Peet Hunt Analyst Oliver Tipping has issued a broker note on Seeing Machines that questions the contract size for Smart Eye’s recent US$150m win, while stating that Seeing Machines puts out minimum values for its wins. This is a point I made recently but, coming from Peel Hunt, it confirms it for any doubters out there.
Still, the most important point made in the note was that aside from its most recent $30m win, there are many more auto contracts expected to be announced by Seeing Machines early in the New Year. Tipping wrote: “This win was the first of the major European contracts Seeing Machines was hoping to win before the end of the year, thus its pipeline remains robust as it looks to deliver more wins in early 2024.”
The numbers game
Tipping also confirmed that Seeing Machines is very conservative regarding its contract values: “It is important to remember that the contract value Seeing Machines reports is conservatively based off minimum production volumes, which are likely to be far lower than the actual production values for these contracts.”
Then he went on to caution investors. “It is vital for investors to be aware of the differences between the numbers thrown around by different companies in the DMS market. For example, it would be easy to be distracted by the SEK 1.55bn (US$150m) figure quoted in Smart Eye’s most recent win (which we believe to be General Motors). However, we are unclear how this figure has been calculated as Smart Eye does not disclose its method for calculating the value of these contacts. In addition, this contract was as a tier 1 supplier to the OEM. Given it currently acts as a tier 2 supplier to this OEM, its CEO stated volume as a tier 1 supplier is only likely to ramp in 2029, into the 2030s (not from 2027 as mentioned in the RNS) and thus has no impact on cash generation in the short to medium term.”
Tipping went on to stress that the key indicator of success is cars on the road, stating: “Until Smart Eye starts reporting this number, the tangibility and true worth of the contract wins remains unclear.”
Still, I’m sure the figures put out by Smart Eye will help it immensely in any future fundraising efforts.
Aside from dealing a knock-out blow to those who think Smart Eye is the global leader in driver and occupant monitoring, the note maintained its ‘Buy’ stance on Seeing Machines and its 12p price target.
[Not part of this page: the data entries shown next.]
// SPDX-FileCopyrightText: 2026 The contentline developers
//
// SPDX-License-Identifier: Apache-2.0

//! Width-bounded folding of logical lines and its inverse.
//!
//! RFC 5545 Section 3.1 limits a physical line to 75 octets of content
//! and continues overlong lines on a following line prefixed with one
//! space or tab. Folding counts octets but never splits inside a
//! multi-octet UTF-8 sequence.

use thiserror::Error;

/// Default maximum octets of content per physical line (RFC 5545).
pub const DEFAULT_LIMIT: usize = 75;

/// Smallest workable limit: one continuation octet plus one maximal
/// 4-octet UTF-8 scalar.
const MIN_LIMIT: usize = 5;

/// Options for [`fold`].
///
/// Fold width and style travel with the call; there is no process-wide
/// configuration.
#[derive(Debug, Clone, Copy, PartialEq, Eq)]
pub struct FoldOptions {
    /// Maximum line length in octets before folding.
    ///
    /// Default: [`DEFAULT_LIMIT`] for RFC 5545 compliance.
    pub limit: usize,

    /// Continuation whitespace after CRLF.
    ///
    /// Default: [`FoldingStyle::Space`].
    pub style: FoldingStyle,
}

impl Default for FoldOptions {
    fn default() -> Self {
        Self {
            limit: DEFAULT_LIMIT,
            style: FoldingStyle::default(),
        }
    }
}

impl FoldOptions {
    /// Set the fold limit.
    #[must_use]
    pub const fn limit(mut self, limit: usize) -> Self {
        self.limit = limit;
        self
    }

    /// Set the folding style.
    #[must_use]
    pub const fn style(mut self, style: FoldingStyle) -> Self {
        self.style = style;
        self
    }
}

/// Line folding style: CRLF followed by a space or a tab.
#[derive(Debug, Clone, Copy, Default, PartialEq, Eq)]
pub enum FoldingStyle {
    /// CRLF + SPACE (RFC 5545 default)
    #[default]
    Space,
    /// CRLF + TAB
    Tab,
}

impl FoldingStyle {
    /// The terminator-plus-continuation sequence for this style.
    const fn separator(self) -> &'static str {
        match self {
            Self::Space => "\r\n ",
            Self::Tab => "\r\n\t",
        }
    }
}

/// Error raised when fold options cannot make progress.
#[derive(Debug, Clone, Copy, PartialEq, Eq, Error)]
pub enum FoldError {
    /// The limit cannot hold one continuation octet plus one encoded
    /// scalar value.
    #[error("fold limit {0} cannot fit a continuation prefix and one UTF-8 scalar")]
    LimitTooSmall(usize),
}

/// Fold a logical line into CRLF-joined physical lines.
///
/// A fold is emitted before the character whose addition would reach
/// `limit` octets on the current physical line, so content never lands
/// on a line already holding `limit - 1` octets and a continuation line
/// never exceeds `limit` octets including its whitespace prefix.
/// Iteration is per scalar value, which makes splitting a multi-octet
/// UTF-8 sequence impossible.
///
/// Embedded literal newlines are data: each one (LF, CRLF or lone CR)
/// is rewritten to the terminator plus one whitespace octet before
/// width folding proceeds. After unfolding, such a data continuation is
/// indistinguishable from a width fold; that loss is part of the wire
/// format, not of this implementation.
///
/// ```
/// use contentline::{FoldOptions, fold};
///
/// let folded = fold("123456789 ".repeat(10).as_str(), &FoldOptions::default())?;
/// assert_eq!(
///     folded,
///     "123456789 123456789 123456789 123456789 123456789 123456789 \
///      123456789 1234\r\n 56789 123456789 123456789 "
/// );
/// # Ok::<(), contentline::FoldError>(())
/// ```
///
/// # Errors
///
/// [`FoldError::LimitTooSmall`] if `options.limit` cannot hold one
/// continuation octet plus a maximal encoded scalar. The check is
/// content-independent: ASCII-only input could in principle fold at
/// limits as low as 2, but any limit below 5 would overflow on 4-octet
/// scalars, so such limits are rejected up front.
pub fn fold(line: &str, options: &FoldOptions) -> Result<String, FoldError> {
    if options.limit < MIN_LIMIT {
        return Err(FoldError::LimitTooSmall(options.limit));
    }
    Ok(fold_unchecked(line, options))
}

/// Folding loop, shared with callers that use statically valid options.
pub(crate) fn fold_unchecked(line: &str, options: &FoldOptions) -> String {
    let sep = options.style.separator();
    let mut out = String::with_capacity(line.len() + sep.len());
    let mut width = 0usize;
    let mut chars = line.chars().peekable();
    while let Some(c) = chars.next() {
        match c {
            // CR in a CRLF pair is consumed with the LF that follows
            '\r' if chars.peek() == Some(&'\n') => {}
            '\r' | '\n' => {
                out.push_str(sep);
                width = 0;
            }
            _ => {
                width += c.len_utf8();
                if width >= options.limit {
                    out.push_str(sep);
                    width = c.len_utf8();
                }
                out.push(c);
            }
        }
    }
    out
}

/// Unfold transport text into logical lines.
///
/// The text is split on CRLF (bare LF is tolerated); a line beginning
/// with a space or tab is a continuation and is merged into its
/// predecessor with exactly that one octet stripped. Input ending with a
/// terminator yields a final empty element, the convention
/// [`ContentLines`](crate::lines::ContentLines) relies on when joining;
/// a missing final terminator is tolerated.
///
/// ```
/// use contentline::unfold;
///
/// assert_eq!(unfold("A short line\r\n"), ["A short line", ""]);
/// assert_eq!(unfold("A faked\r\n  long line\r\n"), ["A faked long line", ""]);
/// ```
#[must_use]
pub fn unfold(text: &str) -> Vec<String> {
    let mut lines: Vec<String> = Vec::new();
    for raw in text.split('\n') {
        let raw = raw.strip_suffix('\r').unwrap_or(raw);
        match (raw.strip_prefix([' ', '\t']), lines.last_mut()) {
            (Some(rest), Some(previous)) => previous.push_str(rest),
            // a continuation with no predecessor is kept as-is
            _ => lines.push(raw.to_owned()),
        }
    }
    lines
}

#[cfg(test)]
mod tests {
    use super::*;

    fn fold_default(line: &str) -> String {
        fold(line, &FoldOptions::default()).unwrap()
    }

    #[test]
    fn short_line_is_untouched() {
        assert_eq!(fold_default("foo"), "foo");
        assert_eq!(fold_default(""), "");
    }

    #[test]
    fn folds_at_74_content_octets() {
        assert_eq!(
            fold_default(
                "Lorem ipsum dolor sit amet, consectetur adipiscing elit. \
                 Vestibulum convallis imperdiet dui posuere."
            ),
            "Lorem ipsum dolor sit amet, consectetur adipiscing elit. \
             Vestibulum conval\r\n lis imperdiet dui posuere."
        );
    }

    #[test]
    fn folds_long_property_line() {
        let line = "123456789 ".repeat(10);
        assert_eq!(
            fold_default(&line),
            "123456789 123456789 123456789 123456789 123456789 123456789 \
             123456789 1234\r\n 56789 123456789 123456789 "
        );
    }

    #[test]
    fn narrow_limit() {
        let options = FoldOptions::default().limit(5);
        assert_eq!(fold("foobar", &options).unwrap(), "foob\r\n ar");
    }

    #[test]
    fn rejects_unworkable_limit() {
        let options = FoldOptions::default().limit(4);
        assert_eq!(fold("foobar", &options), Err(FoldError::LimitTooSmall(4)));
    }

    #[test]
    fn never_splits_a_multi_octet_scalar() {
        // 73 ASCII octets, then a 2-octet scalar that must move to the
        // continuation line in one piece.
        let line = format!("{}ë{}", "x".repeat(73), "y".repeat(10));
        let folded = fold_default(&line);
        let physical: Vec<&str> = folded.split("\r\n").collect();
        assert_eq!(physical.len(), 2);
        assert_eq!(physical[0], "x".repeat(73));
        assert!(physical[1].starts_with(" ë"));
        assert!(folded.contains('ë'));
    }

    #[test]
    fn cyrillic_counts_octets_not_chars() {
        assert_eq!(
            fold_default("DESCRIPTION:АБВГДЕЁЖЗИЙКЛМНОПРСТУФХЦЧШЩЬЫЪЭЮЯ"),
            "DESCRIPTION:АБВГДЕЁЖЗИЙКЛМНОПРСТУФХЦЧШЩЬЫЪЭ\r\n ЮЯ"
        );
    }

    #[test]
    fn exact_multiple_of_the_window_is_fine() {
        // Must not panic or emit a dangling fold.
        let folded = fold_default(&"x".repeat(148));
        for physical in folded.split("\r\n") {
            assert!(physical.len() <= DEFAULT_LIMIT);
            assert!(!physical.is_empty());
        }
    }

    #[test]
    fn embedded_newlines_become_data_continuations() {
        assert_eq!(fold_default("1234\n\n1234"), "1234\r\n \r\n 1234");
        assert_eq!(fold_default("1234\r\n1234"), "1234\r\n 1234");
    }

    #[test]
    fn tab_style_continuation() {
        let options = FoldOptions::default().limit(5).style(FoldingStyle::Tab);
        assert_eq!(fold("foobar", &options).unwrap(), "foob\r\n\tar");
    }

    #[test]
    fn unfolds_simple_lines() {
        assert_eq!(unfold("A short line\r\n"), ["A short line", ""]);
        assert_eq!(unfold("A faked\r\n  long line\r\n"), ["A faked long line", ""]);
        assert_eq!(
            unfold("A faked\r\n  long line\r\nAnd another lin\r\n\te that is folded\r\n"),
            ["A faked long line", "And another line that is folded", ""]
        );
    }

    #[test]
    fn unfold_tolerates_missing_terminator_and_bare_lf() {
        assert_eq!(unfold("no terminator"), ["no terminator"]);
        assert_eq!(unfold("one\ntwo\n"), ["one", "two", ""]);
    }

    #[test]
    fn unfold_reverses_fold() {
        let line = "123456789 ".repeat(10);
        let folded = fold_default(&line);
        assert_eq!(unfold(&folded), [line.clone()]);
        assert_eq!(unfold(&format!("{folded}\r\n")), [line, String::new()]);
    }
}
Importantly, it also confirmed that Seeing Machines has, as promised by CFO Martin Ives, started to cut its expenditure. Analyst Oliver Tipping wrote: “Management confirmed that it has executed the first of its cost-cutting measures aimed at bringing the cash burn down to break-even by FY25 (-$3m a month exit run rate from FY23). We await further details in the 1H24 update, but this will be crucial in underpinning the long-term viability of the business. For now, the company has a strong balance sheet, which should see it to its targeted break-even date.”
Auto contracts worth $1bn
With its latest win Seeing Machines now has auto contracts officially worth US$366m. However, as previously stated, given Seeing Machines propensity to cite minimum values that turn out to be much larger, I believe the real worth of those contracts is approximately 3 times that. Yes, $1bn!
Why is that significant? Well $1bn in auto contracts surely makes it a very desirable candidate for a takeover in the very near future, particularly as it is soon to hit break-even.
With the move to assisted driving taking over from dreams of full autonomy and legislation coming into effect this year in Europe that mandates driver monitoring, the future is looking very bright for Seeing Machines.
The writer holds stock in Seeing Machines.